[Excerpts from a dataset]
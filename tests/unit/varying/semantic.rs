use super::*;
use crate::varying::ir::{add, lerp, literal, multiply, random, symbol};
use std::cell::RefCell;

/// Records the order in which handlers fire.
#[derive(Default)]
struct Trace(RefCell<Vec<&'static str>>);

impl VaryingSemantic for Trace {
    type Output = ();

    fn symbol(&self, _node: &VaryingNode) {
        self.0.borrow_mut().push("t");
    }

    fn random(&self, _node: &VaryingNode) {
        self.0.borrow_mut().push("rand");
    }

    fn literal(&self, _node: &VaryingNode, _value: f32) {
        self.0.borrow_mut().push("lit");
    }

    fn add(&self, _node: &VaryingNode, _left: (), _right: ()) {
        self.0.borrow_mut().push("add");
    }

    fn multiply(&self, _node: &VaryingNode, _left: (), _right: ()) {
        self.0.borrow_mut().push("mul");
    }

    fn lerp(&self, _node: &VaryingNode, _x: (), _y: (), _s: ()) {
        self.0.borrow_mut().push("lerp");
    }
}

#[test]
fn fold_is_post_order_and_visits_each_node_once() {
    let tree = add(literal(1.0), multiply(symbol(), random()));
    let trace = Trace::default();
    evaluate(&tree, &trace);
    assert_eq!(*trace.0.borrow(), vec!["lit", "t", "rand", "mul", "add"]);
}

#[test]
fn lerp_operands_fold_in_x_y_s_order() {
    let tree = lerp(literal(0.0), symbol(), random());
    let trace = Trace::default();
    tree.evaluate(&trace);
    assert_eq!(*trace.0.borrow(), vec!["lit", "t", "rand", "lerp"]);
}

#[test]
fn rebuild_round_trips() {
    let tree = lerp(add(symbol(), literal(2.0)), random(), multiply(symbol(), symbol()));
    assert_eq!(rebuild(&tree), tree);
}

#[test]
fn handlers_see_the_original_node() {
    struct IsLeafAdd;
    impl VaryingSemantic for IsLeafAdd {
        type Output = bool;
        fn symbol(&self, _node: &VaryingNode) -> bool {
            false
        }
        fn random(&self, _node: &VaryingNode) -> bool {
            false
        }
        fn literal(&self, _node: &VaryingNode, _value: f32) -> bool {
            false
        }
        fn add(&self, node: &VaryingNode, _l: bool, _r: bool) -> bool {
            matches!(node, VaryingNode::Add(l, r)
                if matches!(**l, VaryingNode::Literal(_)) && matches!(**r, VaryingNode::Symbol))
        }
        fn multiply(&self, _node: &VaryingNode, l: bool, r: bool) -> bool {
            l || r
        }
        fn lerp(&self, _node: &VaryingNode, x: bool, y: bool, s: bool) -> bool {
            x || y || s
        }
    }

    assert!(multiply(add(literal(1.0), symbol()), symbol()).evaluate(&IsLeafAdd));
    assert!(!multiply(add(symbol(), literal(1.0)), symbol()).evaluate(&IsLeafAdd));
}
...
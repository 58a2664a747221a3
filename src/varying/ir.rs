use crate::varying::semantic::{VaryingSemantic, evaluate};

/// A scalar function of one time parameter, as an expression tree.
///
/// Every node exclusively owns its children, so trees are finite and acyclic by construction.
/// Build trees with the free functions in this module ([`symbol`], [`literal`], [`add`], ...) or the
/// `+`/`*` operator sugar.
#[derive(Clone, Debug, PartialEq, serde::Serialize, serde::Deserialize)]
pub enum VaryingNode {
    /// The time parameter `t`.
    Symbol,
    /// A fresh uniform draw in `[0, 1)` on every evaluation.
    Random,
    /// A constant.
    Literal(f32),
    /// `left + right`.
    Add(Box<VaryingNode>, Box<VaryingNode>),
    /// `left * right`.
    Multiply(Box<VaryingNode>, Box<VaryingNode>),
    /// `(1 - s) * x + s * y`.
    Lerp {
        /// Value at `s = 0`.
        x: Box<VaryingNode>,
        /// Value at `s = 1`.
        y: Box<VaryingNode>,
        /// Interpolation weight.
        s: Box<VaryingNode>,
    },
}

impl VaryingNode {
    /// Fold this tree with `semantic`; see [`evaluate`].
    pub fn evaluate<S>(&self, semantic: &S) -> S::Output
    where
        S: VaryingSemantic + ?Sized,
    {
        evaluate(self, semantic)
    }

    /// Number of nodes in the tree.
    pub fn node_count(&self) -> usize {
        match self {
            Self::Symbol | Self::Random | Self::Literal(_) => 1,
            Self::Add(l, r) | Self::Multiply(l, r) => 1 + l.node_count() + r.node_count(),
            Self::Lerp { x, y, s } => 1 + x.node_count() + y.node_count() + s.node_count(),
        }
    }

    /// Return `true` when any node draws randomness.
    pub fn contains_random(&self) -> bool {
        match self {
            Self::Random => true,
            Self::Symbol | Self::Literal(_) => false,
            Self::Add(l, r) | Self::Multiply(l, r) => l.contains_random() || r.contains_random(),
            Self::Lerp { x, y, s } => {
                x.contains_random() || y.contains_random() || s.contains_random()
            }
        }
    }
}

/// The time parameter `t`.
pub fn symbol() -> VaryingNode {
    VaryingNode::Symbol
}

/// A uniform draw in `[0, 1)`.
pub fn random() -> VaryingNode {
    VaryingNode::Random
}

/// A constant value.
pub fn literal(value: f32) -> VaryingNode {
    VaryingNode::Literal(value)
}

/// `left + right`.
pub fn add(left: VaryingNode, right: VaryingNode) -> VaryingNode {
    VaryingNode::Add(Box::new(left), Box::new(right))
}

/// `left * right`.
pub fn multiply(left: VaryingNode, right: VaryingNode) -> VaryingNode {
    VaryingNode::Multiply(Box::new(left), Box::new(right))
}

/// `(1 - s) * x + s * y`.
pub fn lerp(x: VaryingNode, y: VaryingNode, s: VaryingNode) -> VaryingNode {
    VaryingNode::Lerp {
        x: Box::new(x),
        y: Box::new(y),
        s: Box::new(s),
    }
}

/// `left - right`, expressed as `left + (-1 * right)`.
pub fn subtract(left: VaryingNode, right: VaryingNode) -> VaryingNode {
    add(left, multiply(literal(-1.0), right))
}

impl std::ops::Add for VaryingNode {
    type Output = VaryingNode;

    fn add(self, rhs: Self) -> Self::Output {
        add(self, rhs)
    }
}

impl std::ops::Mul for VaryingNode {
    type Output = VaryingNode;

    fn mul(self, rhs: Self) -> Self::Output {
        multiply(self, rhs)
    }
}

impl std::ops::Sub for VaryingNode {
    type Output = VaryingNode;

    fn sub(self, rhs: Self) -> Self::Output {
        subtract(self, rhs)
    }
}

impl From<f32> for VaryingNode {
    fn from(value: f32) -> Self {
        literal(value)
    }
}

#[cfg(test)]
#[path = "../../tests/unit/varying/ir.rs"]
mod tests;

**TASK GOAL**
Report back every line of the entries in which "filename" occurs.

**RESPONSE TO THIS TASK**
filename tests/unit/varying/semantic.rs
filename src/varying/ir.rs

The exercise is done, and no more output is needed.